For more information see Bing license.pdf.

How to use in the editors

  • Most used editors (sorted alphabetically):
    • iD – Opens with bing by default, but you can select 'Bing aerial imager' in the layer picker icon on the right
    • JOSM – In the 'Imagery' menu, select 'Bing'
    • Potlatch 2 – Opens with bing by default, but you can select 'Bing' in the 'Background' drop-down. There you can also switch off the brightening.
  • Other editors:
    • Merkaartor – Create a new layer via the menu Create → Add new Image layer, and then change the image layer's source to Bing via the menu Layer → Map → Plugins → Bing (v0.17 and later).
    • Potlatch 1not available, and probably won't ever be.

Source tag

Use source=Bing. (This is OSM policy, not a Bing requirement.)

Coverage and age

The coverage of high-resolution imagery can be assessed using this tool. You have to zoom in to zoom level 14 or more to discover high resolution tiles, which will then result in green and red tiles indicating availability of imagery being rendered in all zoom levels. See discussion.

The age of the images can be viewed using the Bing imagery analyzer for OSM (link). By changing the zoom you can view the age of images taken at each zoom level. See discussion.

See also Bing/Coverage to find out and help document areas of available coverage.


Be aware that at lower zooms, Bing's imagery may be misaligned. I.e., alignment is not consistent across zooms; at one zoom, you'll be aligned, but another, you'll be misaligned. This is different than other image sources, including Yahoo, which if misaligned tend to be consistently misaligned irrespective the zoom you're using. This is true of various places worldwide.

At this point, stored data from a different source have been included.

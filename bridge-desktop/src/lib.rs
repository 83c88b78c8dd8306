//! # Desktop Bridge Implementations
//!
//! Default implementations of bridge traits for desktop platforms
//! (macOS, Windows, Linux).
//!
//! ## Overview
//!
//! - `HttpClient` using `reqwest`, with manual redirect handling so the
//!   per-request cross-protocol policy is honoured
//! - `StorageContext` using the `dirs` crate for app directories
//!
//! ## Usage
//!
//! ```ignore
//! use bridge_desktop::{DesktopStorageContext, ReqwestHttpClient};
//! use std::sync::Arc;
//!
//! #[tokio::main]
//! async fn main() -> Result<(), Box<dyn std::error::Error>> {
//!     let http_client = Arc::new(ReqwestHttpClient::new()?);
//!     let storage = Arc::new(DesktopStorageContext::new("my-player"));
//!
//!     // Hand both to core_playback::PlatformContext
//!     Ok(())
//! }
//! ```

mod http;
mod storage;

pub use http::{ReqwestHttpClient, MAX_REDIRECTS};
pub use storage::DesktopStorageContext;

Areas with height differences (mountains, hills, bridges) seem more prone to this, which suggests that imagery was not always taken at a precise 90 degree angle. As a result, objects at the same height (ground level in a flat area) may be quite precise while objects which are higher (embankments, bridges, buildings) or lower (cuttings) may be slightly off.

Use GPS tracks, other OSM data you know is aligned, or other aligned imagery (if available) to align the imagery in a local area.

Precision-related discussions

2012 censorship of military areas in Germany

In the end of January 2012, Bing blurred many military bases in Germany after being asked by the German government to do so. The polygons of these areas were given to Microsoft by the German government. It is suspected that these polygons could have been exported from OpenStreetMap, since several blurred areas are perfectly matched to landuse=military polygon.

The details are collected on Bing/2012 Germany Military Blurring

Usage in this wiki

Is it legal to use bing in images in the wiki? - See this discussion.

Other OpenStreetMap Bingnitiatives

Road detect API

Bing announced access to an experimental service which can automatically derive street vector data from Bing aerial imagery. Given a start and end point, the service will attempt perform image processing to recognise the position of a road, and return vector data for it.

See Bing road detect API for more details.

OpenStreetMap via the Bing Maps APIs

They have added an OpenStreetMap layer to their platform. This can be viewed on (requires Microsoft Silverlight 3 - Moonlight 2 (latest stable release as of Dec 2010) will not work) and is available in the "map apps" area.

See also "Microsoft launch an OpenStreetMap Mapnik layer on Bing Maps" Announced Aug 2nd 2010

FrontDoor addressing project

Bing's connects street addresses with their associated buildings. You can help out by moving a pointer on an aerial photo to the front door of the building. The address data will be used in Bing and donated to OSM, though there are no details on how this will happen (or currently is happening) TODO: please update if details are published.

This is a micro task presented to the user repeatedly. It's simple and perhaps a little addictive, like a game. It does not require a login, and may work on some smartphones. Tools for casual contribution have great potential for reaching out to new people who are put off by the complexity of OSM editing.